Japanese fishermen have caught a giant squid measuring 11 feet long and weighing 220 pounds.

The anglers were trawling for flatfish and crabs when they captured the giant squid in their net. The squid, which was missing both of its longest tentacles, died before reaching shore, the Telegraph reports.

A video of the unusual catch shows the sea creature being measured on the ship. “I think it might be the first time a giant squid was caught during trawl fishing,” one of the fishermen says in the video.

“As soon as I saw it, I wondered how many people it could feed if we made sashimi out of it,” another said.

The San'in Kaigan Nature Museum in Tottori, Japan, suspects the squid would have measured 26 feet with its tentacles intact.
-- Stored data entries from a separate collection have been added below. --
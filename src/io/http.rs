use async_trait::async_trait;
use reqwest::Client;
use std::path::Path;
use std::time::Duration;
use tokio::fs::File;
use tokio::io::AsyncWriteExt;

use super::{create_parent, Fetch, FetchError};

/// Streams an archive over HTTP(S) to disk, one response chunk at a time
pub struct HttpFetcher {
    client: Client,
}

impl HttpFetcher {
    /// Create a fetcher whose requests give up after `timeout`.
    ///
    /// Failures are never retried here; a failed download fails the request.
    pub fn new(timeout: Duration) -> Result<Self, FetchError> {
        let client = Client::builder().timeout(timeout).build()?;
        Ok(Self { client })
    }
}

#[async_trait]
impl Fetch for HttpFetcher {
    async fn fetch(&self, url: &str, destination: &Path) -> Result<u64, FetchError> {
        create_parent(destination).await?;

        let mut resp = self.client.get(url).send().await?;
        if !resp.status().is_success() {
            return Err(FetchError::Status(resp.status()));
        }

        let mut file = File::create(destination).await?;
        let mut written = 0u64;
        while let Some(chunk) = resp.chunk().await? {
            file.write_all(&chunk).await?;
            written += chunk.len() as u64;
        }
        file.flush().await?;

        Ok(written)
    }
}
//! Windowed magnitude spectrum estimation
//!
//! Analysis-only: spectra inform mix decisions and never touch the render
//! path. One FFT plan and its scratch buffers are reused across calls.

use std::sync::Arc;

use realfft::num_complex::Complex;
use realfft::{RealFftPlanner, RealToComplex};

use crate::error::{EngineError, EngineResult};
use crate::types::Sample;

/// Hann-windowed magnitude spectrum estimator
pub struct SpectrumAnalyzer {
    fft_size: usize,
    fft: Arc<dyn RealToComplex<f32>>,
    window: Vec<f32>,
    frame: Vec<f32>,
    spectrum: Vec<Complex<f32>>,
    scratch: Vec<Complex<f32>>,
}

impl SpectrumAnalyzer {
    /// Create an analyzer for the given FFT size.
    ///
    /// Fails with `InvalidParameter` unless `fft_size` is a power of two
    /// (and at least 2).
    pub fn new(fft_size: usize) -> EngineResult<Self> {
        if !fft_size.is_power_of_two() || fft_size < 2 {
            return Err(EngineError::InvalidParameter(format!(
                "FFT size must be a power of two >= 2, got {}",
                fft_size
            )));
        }

        let mut planner = RealFftPlanner::<f32>::new();
        let fft = planner.plan_fft_forward(fft_size);

        // Hann window over the frame length
        let window: Vec<f32> = (0..fft_size)
            .map(|i| {
                let phase = 2.0 * std::f32::consts::PI * i as f32 / (fft_size - 1) as f32;
                0.5 * (1.0 - phase.cos())
            })
            .collect();

        let frame = vec![0.0; fft_size];
        let spectrum = fft.make_output_vec();
        let scratch = fft.make_scratch_vec();

        Ok(Self {
            fft_size,
            fft,
            window,
            frame,
            spectrum,
            scratch,
        })
    }

    /// Configured FFT size
    pub fn fft_size(&self) -> usize {
        self.fft_size
    }

    /// Number of magnitude bins produced per analysis (`fft_size / 2 + 1`)
    pub fn num_bins(&self) -> usize {
        self.fft_size / 2 + 1
    }

    /// Magnitude spectrum of the first `fft_size` samples.
    ///
    /// Shorter inputs are zero-padded; excess samples are ignored. The
    /// result holds `fft_size / 2 + 1` non-negative magnitudes.
    pub fn analyze(&mut self, samples: &[Sample]) -> EngineResult<Vec<f32>> {
        let copy_len = samples.len().min(self.fft_size);
        for i in 0..copy_len {
            self.frame[i] = samples[i] * self.window[i];
        }
        self.frame[copy_len..].fill(0.0);

        self.fft
            .process_with_scratch(&mut self.frame, &mut self.spectrum, &mut self.scratch)
            .map_err(|e| EngineError::InvalidParameter(format!("FFT failed: {:?}", e)))?;

        Ok(self.spectrum.iter().map(|c| c.norm()).collect())
    }

    /// Magnitude-weighted mean frequency of the input, in Hz.
    ///
    /// Returns 0.0 for (near-)silent input.
    pub fn spectral_centroid(&mut self, samples: &[Sample], sample_rate: f32) -> EngineResult<f32> {
        let magnitudes = self.analyze(samples)?;

        let mut weighted = 0.0f64;
        let mut total = 0.0f64;
        for (bin, &mag) in magnitudes.iter().enumerate() {
            weighted += self.hz_for(bin, sample_rate) as f64 * mag as f64;
            total += mag as f64;
        }

        if total < 1e-12 {
            Ok(0.0)
        } else {
            Ok((weighted / total) as f32)
        }
    }

    /// Nearest bin index for a frequency in Hz
    pub fn bin_for(&self, hz: f32, sample_rate: f32) -> usize {
        (hz * self.fft_size as f32 / sample_rate).round() as usize
    }

    /// Center frequency in Hz of a bin index
    pub fn hz_for(&self, bin: usize, sample_rate: f32) -> f32 {
        bin as f32 * sample_rate / self.fft_size as f32
    }
}
//! Auto mixer - analyzes tracks and renders a stereo mix-down
//!
//! Two-phase contract:
//! - `analyze` measures loudness and spectral content and produces a
//!   [`MixPlan`] without touching the inputs.
//! - `render` copies each track, applies the planned gain, EQ and pan,
//!   sums everything onto a stereo bus and runs the bus compressor.
//!
//! Per-track processing fans out across worker threads; the bus sum is
//! sequential in input-list order, which is the only ordering guarantee.

use rayon::prelude::*;
use serde::{Deserialize, Serialize};

use crate::config::AutoMixerSettings;
use crate::dsp::biquad::{EQBand, FilterType};
use crate::dsp::compressor::{Compressor, CompressorSettings};
use crate::dsp::equalizer::Equalizer;
use crate::dsp::loudness;
use crate::dsp::spectrum::SpectrumAnalyzer;
use crate::error::{EngineError, EngineResult};
use crate::types::{Sample, SampleBuffer, SAMPLE_RATE};

/// FFT size used for analysis spectra
const ANALYSIS_FFT_SIZE: usize = 2048;

/// Widest automatic pan position (tracks spread over +-0.8)
const PAN_SPREAD: f32 = 0.8;

/// Spacing of the planner's per-track EQ boost slots
const SLOT_SPACING_HZ: f32 = 1000.0;

/// Highest slot center the planner will assign
const MAX_SLOT_HZ: f32 = 20000.0;

/// Boost applied at each track's slot
const SLOT_BOOST_DB: f32 = 2.0;

/// Q of the slot boost bands
const SLOT_Q: f32 = 0.7;

/// Mix-bus compressor timing (level balancing already happened upstream,
/// so the bus stage is dynamics control only - hence zero makeup)
const MIX_BUS_ATTACK_MS: f32 = 10.0;
const MIX_BUS_RELEASE_MS: f32 = 100.0;
const MIX_BUS_KNEE_DB: f32 = 2.0;

/// Result of the analysis phase: one entry per input track, plus the
/// mix-bus compressor configuration
#[derive(Debug, Clone, Serialize, Deserialize)]
pub struct MixPlan {
    /// Level-balancing gain per track, linear
    pub gains_linear: Vec<f32>,
    /// Planned EQ bands per track (empty when dynamic EQ is disabled)
    pub eq_bands: Vec<Vec<EQBand>>,
    /// Stereo position per track in [-1, +1] (-1 = hard left)
    pub pan_positions: Vec<f32>,
    /// Mix-bus compressor configuration
    pub mix_bus_comp: CompressorSettings,
}

/// Orchestrator: analyze -> plan -> render
///
/// Owns the analysis FFT and the mix-bus compressor pair. Per-track
/// equalizers are created fresh inside each render so no filter state
/// leaks between invocations. One instance per concurrent mix; `analyze`
/// and `render` are blocking and synchronous.
pub struct AutoMixer {
    settings: AutoMixerSettings,
    analyzer: Option<SpectrumAnalyzer>,
    /// One compressor per bus channel; channels are independent
    mix_bus: Option<[Compressor; 2]>,
}

impl AutoMixer {
    /// Create a mixer with the given settings
    pub fn new(settings: AutoMixerSettings) -> Self {
        Self {
            settings,
            analyzer: None,
            mix_bus: None,
        }
    }

    /// Current settings
    pub fn settings(&self) -> &AutoMixerSettings {
        &self.settings
    }

    /// Analyze tracks and derive a mix plan. Inputs are never mutated.
    pub fn analyze(&mut self, tracks: &[SampleBuffer]) -> EngineResult<MixPlan> {
        self.settings.validate()?;

        let mut gains_linear = Vec::with_capacity(tracks.len());
        for (i, track) in tracks.iter().enumerate() {
            let lufs = loudness::integrated_lufs(track);
            let gain_db = self.settings.track_gain_db(lufs);
            log::debug!(
                "track {}: {:.1} LUFS, balancing gain {:+.1} dB",
                i,
                lufs,
                gain_db
            );
            gains_linear.push(10.0_f32.powf(gain_db / 20.0));
        }

        let eq_bands = if self.settings.enable_dynamic_eq {
            self.plan_eq_bands(tracks)?
        } else {
            vec![Vec::new(); tracks.len()]
        };

        let pan_positions = if self.settings.enable_spatial_processing {
            plan_pan_positions(tracks.len())
        } else {
            vec![0.0; tracks.len()]
        };

        let mix_bus_comp = CompressorSettings {
            threshold_db: self.settings.mix_bus_comp_threshold_db,
            ratio: self.settings.mix_bus_comp_ratio,
            attack_ms: MIX_BUS_ATTACK_MS,
            release_ms: MIX_BUS_RELEASE_MS,
            knee_db: MIX_BUS_KNEE_DB,
            makeup_db: 0.0,
        };

        Ok(MixPlan {
            gains_linear,
            eq_bands,
            pan_positions,
            mix_bus_comp,
        })
    }

    /// Analyze and render in one call
    pub fn render(&mut self, tracks: &[SampleBuffer]) -> EngineResult<SampleBuffer> {
        let plan = self.analyze(tracks)?;
        self.render_with_plan(tracks, &plan)
    }

    /// Render tracks through an existing (possibly caller-edited) plan.
    ///
    /// Returns a stereo buffer as long as the longest input; shorter
    /// tracks contribute silence past their end. An empty track list
    /// yields a `(2, 0)` buffer.
    pub fn render_with_plan(
        &mut self,
        tracks: &[SampleBuffer],
        plan: &MixPlan,
    ) -> EngineResult<SampleBuffer> {
        if tracks.is_empty() {
            return SampleBuffer::new(2, 0);
        }
        if plan.gains_linear.len() != tracks.len()
            || plan.eq_bands.len() != tracks.len()
            || plan.pan_positions.len() != tracks.len()
        {
            return Err(EngineError::InvalidParameter(format!(
                "plan covers {} tracks, input has {}",
                plan.gains_linear.len(),
                tracks.len()
            )));
        }

        let out_samples = tracks.iter().map(|t| t.samples()).max().unwrap_or(0);
        let mut bus = SampleBuffer::new(2, out_samples)?;
        log::debug!(
            "rendering {} tracks into {} samples",
            tracks.len(),
            out_samples
        );

        // Per-track gain/EQ is embarrassingly parallel; pan and the bus
        // sum below stay sequential so track order fixes the summation
        // order.
        let eq_enabled = self.settings.enable_dynamic_eq;
        let processed: Vec<EngineResult<Option<SampleBuffer>>> = tracks
            .par_iter()
            .enumerate()
            .map(|(i, track)| {
                process_track(track, plan.gains_linear[i], &plan.eq_bands[i], eq_enabled)
            })
            .collect();

        for (i, result) in processed.into_iter().enumerate() {
            if let Some(work) = result? {
                mix_track_into_bus(&mut bus, &work, plan.pan_positions[i])?;
            }
        }

        self.compress_bus(&mut bus, &plan.mix_bus_comp)?;
        Ok(bus)
    }

    /// Rank tracks dark-to-bright by spectral centroid and hand out the
    /// boost slots in that order, so the dullest track gets the lowest
    /// slot. Ties (including all-silent material, centroid 0) keep input
    /// order, which keeps the plan deterministic.
    fn plan_eq_bands(&mut self, tracks: &[SampleBuffer]) -> EngineResult<Vec<Vec<EQBand>>> {
        if self.analyzer.is_none() {
            self.analyzer = Some(SpectrumAnalyzer::new(ANALYSIS_FFT_SIZE)?);
        }
        let Some(analyzer) = self.analyzer.as_mut() else {
            return Err(EngineError::InvalidParameter(
                "spectrum analyzer unavailable".to_string(),
            ));
        };

        let mut order: Vec<(usize, f32)> = Vec::with_capacity(tracks.len());
        for (i, track) in tracks.iter().enumerate() {
            let centroid = if track.is_empty() {
                0.0
            } else {
                analyzer.spectral_centroid(track.channel(0)?, SAMPLE_RATE as f32)?
            };
            order.push((i, centroid));
        }
        order.sort_by(|a, b| a.1.total_cmp(&b.1).then(a.0.cmp(&b.0)));

        let mut bands = vec![Vec::new(); tracks.len()];
        for (slot, (track_idx, _)) in order.iter().enumerate() {
            let unclamped = SLOT_SPACING_HZ * (slot as f32 + 1.0);
            let frequency = unclamped.min(MAX_SLOT_HZ);
            if unclamped > MAX_SLOT_HZ {
                log::warn!(
                    "track {}: EQ slot clamped to {} Hz, separation degrades past {} tracks",
                    track_idx,
                    MAX_SLOT_HZ,
                    (MAX_SLOT_HZ / SLOT_SPACING_HZ) as usize
                );
            }
            bands[*track_idx].push(EQBand {
                frequency,
                gain_db: SLOT_BOOST_DB,
                q: SLOT_Q,
                filter_type: FilterType::Peak,
            });
        }
        Ok(bands)
    }

    /// Run the bus compressor pair over the stereo bus, one instance per
    /// channel. Each render is an independent mix-down, so the envelopes
    /// start from silence.
    fn compress_bus(
        &mut self,
        bus: &mut SampleBuffer,
        settings: &CompressorSettings,
    ) -> EngineResult<()> {
        if self.mix_bus.is_none() {
            self.mix_bus = Some([Compressor::new(*settings)?, Compressor::new(*settings)?]);
        }
        let Some(pair) = self.mix_bus.as_mut() else {
            return Err(EngineError::InvalidParameter(
                "mix-bus compressor unavailable".to_string(),
            ));
        };

        for (ch, comp) in pair.iter_mut().enumerate() {
            comp.set_settings(*settings)?;
            comp.reset();
            comp.process(bus.channel_mut(ch)?);
        }
        Ok(())
    }
}

/// Equal-power stereo gains for a pan position in [-1, +1]
pub fn pan_gains(pan: f32) -> (f32, f32) {
    let theta = (pan.clamp(-1.0, 1.0) + 1.0) * std::f32::consts::FRAC_PI_4;
    (theta.cos(), theta.sin())
}

/// Evenly spread `track_count` positions over [-PAN_SPREAD, +PAN_SPREAD];
/// a single track sits center
fn plan_pan_positions(track_count: usize) -> Vec<f32> {
    match track_count {
        0 => Vec::new(),
        1 => vec![0.0],
        n => {
            let step = 2.0 * PAN_SPREAD / (n as f32 - 1.0);
            (0..n).map(|i| -PAN_SPREAD + i as f32 * step).collect()
        }
    }
}

/// Copy one track and apply its planned gain and EQ.
///
/// Returns `None` for degenerate tracks (zero channels or samples), which
/// contribute silence to the mix.
fn process_track(
    track: &SampleBuffer,
    gain: f32,
    bands: &[EQBand],
    eq_enabled: bool,
) -> EngineResult<Option<SampleBuffer>> {
    if track.is_empty() {
        return Ok(None);
    }

    let mut work = track.clone();
    work.apply_gain(gain);

    if eq_enabled && !bands.is_empty() {
        // Fresh cascade per channel: biquad state must never alias across
        // channels or leak between renders
        for ch in 0..work.channels() {
            let mut eq = Equalizer::new();
            for (slot, band) in bands.iter().enumerate() {
                eq.set_band(slot, *band)?;
            }
            eq.process(work.channel_mut(ch)?);
        }
    }

    Ok(Some(work))
}

/// Pan-route a processed track onto the stereo bus.
///
/// Mono sources feed both sides through the equal-power law. Stereo
/// sources route each input channel to the matching side with that side's
/// pan gain. Channels beyond the first two spill into both sides at `1/C`.
fn mix_track_into_bus(
    bus: &mut SampleBuffer,
    track: &SampleBuffer,
    pan: f32,
) -> EngineResult<()> {
    let (left_gain, right_gain) = pan_gains(pan);
    let shared = track.samples().min(bus.samples());

    match track.channels() {
        0 => {}
        1 => {
            let src = track.channel(0)?;
            add_scaled(bus.channel_mut(0)?, &src[..shared], left_gain);
            add_scaled(bus.channel_mut(1)?, &src[..shared], right_gain);
        }
        channels => {
            add_scaled(bus.channel_mut(0)?, &track.channel(0)?[..shared], left_gain);
            add_scaled(bus.channel_mut(1)?, &track.channel(1)?[..shared], right_gain);

            let spill = 1.0 / channels as f32;
            for ch in 2..channels {
                let src = track.channel(ch)?;
                add_scaled(bus.channel_mut(0)?, &src[..shared], spill);
                add_scaled(bus.channel_mut(1)?, &src[..shared], spill);
            }
        }
    }
    Ok(())
}

/// `dst[i] += src[i] * gain` in increasing sample order
fn add_scaled(dst: &mut [Sample], src: &[Sample], gain: f32) {
    for (d, s) in dst.iter_mut().zip(src) {
        *d += *s * gain;
    }
}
Giant squids are known to inhabit the deep waters off the Japanese coast, anywhere from 980 feet to 4,920 feet below.

“There are only a few records of a giant squid being caught during trawl fishing. So this shows that the squid was swimming at that depth, so I think this is significant,” Toshifumi Wada, from the San'in Kaigan Nature Museum, said.

The Tottori prefecture fishing cooperative plans to preserve the giant squid for research purposes. The latest catch follows three other giant squids caught off the coast of Japan in recent months.

Last Sunday, a dead giant squid washed ashore on a beach in Kashiwazaki city. Earlier this month, two giant squids were caught in fishing nets off Sado city in Niigata prefecture, and another in Toyama prefecture.

In October, a 30-foot giant squid was found on a Spanish beach. Beachgoers found the 400-pound Architeuthis Dux and it was later transported to a local museum to be examined.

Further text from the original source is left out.